The union has issued a 72-hour strike notice.
Lawrence Eade is president of Purdys Chocolatier.

Workers at Vancouver-based retailer Purdys Chocolatier may go on strike at midnight.

Members of the Unifor Local 2000 have already delivered a 72-hour strike notice, and representatives say that the union is negotiating with management.

Purdys sent BIV a statement to confirm that it is in negotiations with its union, and added that it has "no comment while these discussions continue.”

Brian Gibson, president of Local 2000, said in a statement that "Purdys management have shown little interest in finding a fair solution," and that "we're prepared to negotiate until the deadline to get a fair contract and avoid a disruption for customers."

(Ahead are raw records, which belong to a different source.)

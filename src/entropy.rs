//! Noise-seeded pseudo-random channel selection.
//!
//! Every draw XORs [`SAMPLE_COUNT`] raw noise samples into a 16-bit
//! accumulator, runs one linear-congruential step over it ([`mix_seed`]) and
//! folds the result down to the requested range. Nothing carries over between
//! draws except an optional caller-supplied preload.

#[cfg(not(feature = "defmt"))]
#[allow(unused_imports)]
use log::{debug, trace};

#[cfg(feature = "defmt")]
#[allow(unused_imports)]
use defmt::{debug, trace};

use crate::driver::NoiseSource;
use crate::types::Channel;

/// Noise samples folded into each seed.
pub const SAMPLE_COUNT: usize = 25;

/// LCG multiplier applied to the accumulated seed.
pub const LCG_MULTIPLIER: u16 = 2053;

/// LCG increment applied to the accumulated seed.
pub const LCG_INCREMENT: u16 = 13849;

/// One linear-congruential step, `2053 * seed + 13849` modulo 2^16.
#[inline]
pub const fn mix_seed(seed: u16) -> u16 {
    seed.wrapping_mul(LCG_MULTIPLIER).wrapping_add(LCG_INCREMENT)
}

/// Folds a mixed seed down to a channel by XOR-ing bytes, nibbles and bit
/// pairs together.
pub const fn fold_channel(seed: u16) -> Channel {
    let mut temp = (seed ^ (seed >> 8)) as u8;
    temp ^= temp >> 4;
    Channel::from_low_bits(temp ^ (temp >> 2))
}

/// Folds a mixed seed and scales it into `[0, range)`.
///
/// `range == 0` yields 0. The scaling is `floor(range * folded / 65535)`,
/// clamped so a fully-set fold still lands below `range`.
pub const fn fold_range(seed: u16, range: u16) -> u16 {
    if range == 0 {
        return 0;
    }

    let mut temp = seed;
    temp ^= temp >> 8;
    temp ^= temp >> 4;

    let scaled = (range as u32 * temp as u32 / u16::MAX as u32) as u16;
    if scaled >= range { range - 1 } else { scaled }
}

/// Draws random values from an analog noise source.
///
/// The accumulator starts from zero on every draw unless a preload was given
/// with [`EntropySampler::with_preload`]. A preload should be a genuinely
/// unpredictable value (e.g. a free-running timer captured at a button press);
/// it is XOR-ed in before the samples and never updated.
pub struct EntropySampler<N: NoiseSource> {
    source: N,
    preload: u16,
}

impl<N: NoiseSource> EntropySampler<N> {
    /// Creates a sampler with a zeroed accumulator.
    pub fn new(source: N) -> Self {
        Self { source, preload: 0 }
    }

    /// Creates a sampler whose accumulator starts at `preload`.
    pub fn with_preload(source: N, preload: u16) -> Self {
        Self { source, preload }
    }

    /// Draws a uniformly distributed channel.
    pub fn next_channel(&mut self) -> Channel {
        let seed = mix_seed(self.accumulate());
        let channel = fold_channel(seed);
        trace!("entropy: seed={} channel={}", seed, channel.index());
        channel
    }

    /// Draws an approximately uniform value in `[0, range)`; 0 when `range` is 0.
    pub fn next_in_range(&mut self, range: u16) -> u16 {
        let seed = mix_seed(self.accumulate());
        fold_range(seed, range)
    }

    /// Returns the underlying noise source.
    pub fn into_inner(self) -> N {
        self.source
    }

    fn accumulate(&mut self) -> u16 {
        let mut seed = self.preload;
        for _ in 0..SAMPLE_COUNT {
            seed ^= self.source.sample();
        }
        seed
    }
}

Local 2000 represents more than 200 factory and warehouse workers in Vancouver, according to the union.

Its key demands include better wages and protection for worker seniority.

Purdys Chocolatier has 81 stores across Canada. Its Vancouver operations also include a factory on Kingsway Ave. and a warehouse on Chester St., which supply chocolate for retail stores.

Founder Richard Carmon Purdy started selling homemade chocolates on Robson Street in Vancouver in 1907.

Flavelle's father, Charles Flavelle, bought the business in 1963, along with partner Eric Wilson. He then bought Wilson's stake in the venture, and sold the business to his daughter in 1997.